Yet, coaching and mentoring high school volleyball players became one of his passions.

For two and a half decades, Hebenstreit served as an assistant coach (for eight seasons) and later as a head coach (for 18 seasons) at Norfolk High School in Norfolk, Nebraska.

He then stepped away from coaching in 2003 and was out of the game for eight years before he returned for a three-year stint to help mentor a new head coach in Norfolk.

“I thought that was the end,” Hebenstreit said.

It wasn’t, though.

He was hired by Mount Marty University in 2015 to take the reins as the head coach of the school’s NAIA volleyball program. He’s been in that position for five seasons now, but announced Thursday that he is stepping aside after this season.

“All in, every part of it; every year of it has been a blessing,” Hebenstreit said Friday. “Every hour and every minute has been a blessing for me.”

Hebenstreit, whose coaching career spans 32 seasons, will coach the remainder of the 2020-21 season, including any matches that could be played next spring. Mount Marty also announced Thursday that Belen Albertos, a third-year assistant coach, will take the reins as head coach beginning next season.

It wasn’t an easy decision to step away, Hebenstreit said, but he knew it was time.

“When I came to Mount Marty, I thought it’d be for 2-3 years to help out, but it kept going,” Hebenstreit said. “I really appreciate the opportunity and the challenge of trying to raise things up in this difficult conference.

“At some point, it has to be enough, I decided.”

Hebenstreit said he debated on retiring after last season, but a series of circumstances convinced him to stick with his players: Albertos had considered returning home to Spain but was promoted from graduate assistant to assistant coach, a player battled a serious illness and other players decided to transfer.

In the end, he remained committed to his players.

“I’m a person who cares a lot about our players and their development and who they are as people,” Hebenstreit said. “I like to think of it as, we don’t coach volleyball players, who coach people who play volleyball.”

Yes, he’ll be leaving the coaching profession, but Hebenstreit said he has as much passion for volleyball as he did when he first started.

“I love taking the game apart, and the art of it, and teaching a player those skills and how to become their best self,” he added. “I love watching people develop, and seeing how they grow as players and people.”

Mount Marty has posted an overall record of 40-122 and a 4-78 mark in the Great Plains Athletic Conference (GPAC) in Hebenstreit’s five seasons as head coach.

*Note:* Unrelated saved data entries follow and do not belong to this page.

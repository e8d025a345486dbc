//! Redacting wrapper for client secrets, tokens, and other sensitive strings.

// self
use crate::_prelude::*;

/// Secret string that never renders through [`Debug`] or [`Display`].
#[derive(Clone, Default, PartialEq, Eq, Serialize, Deserialize)]
#[serde(transparent)]
pub struct Secret(String);
impl Secret {
	/// Wraps a new secret string.
	pub fn new(value: impl Into<String>) -> Self {
		Self(value.into())
	}

	/// Returns the inner value. Callers must avoid logging this string.
	pub fn expose(&self) -> &str {
		&self.0
	}

	/// Returns `true` when the wrapped value is empty.
	pub fn is_empty(&self) -> bool {
		self.0.is_empty()
	}
}
impl AsRef<str> for Secret {
	fn as_ref(&self) -> &str {
		self.expose()
	}
}
impl From<String> for Secret {
	fn from(value: String) -> Self {
		Self(value)
	}
}
impl From<&str> for Secret {
	fn from(value: &str) -> Self {
		Self(value.to_owned())
	}
}
impl Debug for Secret {
	fn fmt(&self, f: &mut Formatter) -> FmtResult {
		f.debug_tuple("Secret").field(&"<redacted>").finish()
	}
}
impl Display for Secret {
	fn fmt(&self, f: &mut Formatter) -> FmtResult {
		f.write_str("<redacted>")
	}
}

#[cfg(test)]
mod tests {
	// self
	use super::*;

	#[test]
	fn secret_formatters_redact() {
		let secret = Secret::new("super-secret");

		assert_eq!(format!("{secret:?}"), "Secret(\"<redacted>\")");
		assert_eq!(format!("{secret}"), "<redacted>");
	}

	#[test]
	fn secret_serializes_transparently() {
		let secret = Secret::new("client-secret");
		let json = serde_json::to_string(&secret).expect("Secret should serialize.");

		assert_eq!(json, "\"client-secret\"");

		let back: Secret = serde_json::from_str(&json).expect("Secret should deserialize.");

		assert_eq!(back.expose(), "client-secret");
	}
}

Although the Lancers have struggled to climb the conference ladder, they’ve found success in other ways, as athletic director Chris Kassin referenced in Thursday’s release.

During Hebenstreit’s tenure, Mount Marty has received the NAIA Scholar Team Award five times, and has tallied 10 all-conference selections, 11 Daktronics Scholar-Athletes and 29 Pflieger-Olson Academic All-Conference Athletes.

“Over the course of his successful career, coach Hebenstreit has demonstrated an ability to build a values-based program that transcends the on-court successes he has achieved,” Kassin said.

“He has worked diligently to build the foundation for success in the most difficult NAIA volleyball conference in the country.”

Next Head Coach

Although their paths have certainly looked different, Albertos never expected to get into coaching, just as Hebenstreit never did.

Albertos, a 26-year-old native of Puertollano, Spain, began playing volleyball at age 9 and then played on the club scene from ages 12-20. During her final year (2014), a college recruiting organization spoke to her team and suggested that any interested players consider moving to the United States to play volleyball for a college.

“I thought they were crazy,” Albertos joked Friday. “I didn’t speak English. But I thought I’d just try it, because I always wanted to come over here and I knew sports were a big deal here.”

In 2015, she came to the United States and enrolled at Martin Methodist College (Tennessee), where she was a standout volleyball player — Albertos was named her league’s Libero of the Year and was an NAIA Scholar-Athlete All-American.

The question for Albertos after graduation became: What now?

“I decided to go home after I got my degree, but my coach told me, ‘You really want to coach, right?’” she said.

“I did, but I wanted to get my Master’s degree but wasn’t sure if I could afford it.”

It was at that point that Albertos was told of graduate assistant coaching opportunities, where one could receive financial assistance and also serve on a coaching staff — “I didn’t know that was possible,” she said.

Albertos began communicating with volleyball coaches from around the United States, and was eventually put in contact with Hebenstreit at Mount Marty. That eventually led Albertos to enroll at Mount Marty, where she joined Hebenstreit’s staff as a graduate assistant coach in 2018.

Six years after she arrived in the United States, she will have risen to the ranks as a college head coach.

“You never know where life will take you,” Albertos said.

Thursday’s announcement that Albertos will take the reins of Hebenstreit next year was met with rave reviews from her mentor.

“There are obviously big challenges, and always will be, but she’s strong-minded and smart,” Hebenstreit said. “She’s a talented young coach who will do a great job.”

One of those challenges involves the GPAC, a league that routinely sends multiple teams deep into the NAIA national tournament. It’s a league that has proven challenging for the Lancers, who have lost their last 45 conference matches (dating back to the 2017 season).

It was a topic that came up early in her first conversations with Hebenstreit, according to Albertos.

“My last year in Spain, we won our conference, so I thought they’d have a couple good teams here, but every team is really good,” Albertos said. “There are a lot of players who could be in Division I.”

It also means, though, that the league’s strength can be part of a recruiting pitch for coaches: As in, do you want to play against the best in the country?

“This is a great opportunity for the girls to play at a really good level,” Albertos said. “We’re trying to get there. We’re not there yet, but we want to get there.”

Getting to that level requires a complete buy-in from everyone on the roster, and Hebenstreit said he saw immediately that Albertos shared his philosophy for building a values-first program.

“Literally, on her first or second day with us, she got excited about that,” Hebenstreit said. “She said she had never seen that side of coaching before, and she really opened up to all of that.”

Those in the athletic department saw that Albertos possesses the kind of qualities that make for a successful head coach, according to Kassin.

“She is driven, motivated and is committed to the mission of this institution,” Kassin said.

And she’s excited to take the reins next year.

Albertos said she wants to continue what Hebenstreit has built within the program.

“We’re different people, so not everything will be the same, but I want to keep working on the culture and the team aspect,” she said. “I’m excited to be the head coach to run my own practices, and all of those first meetings and games.”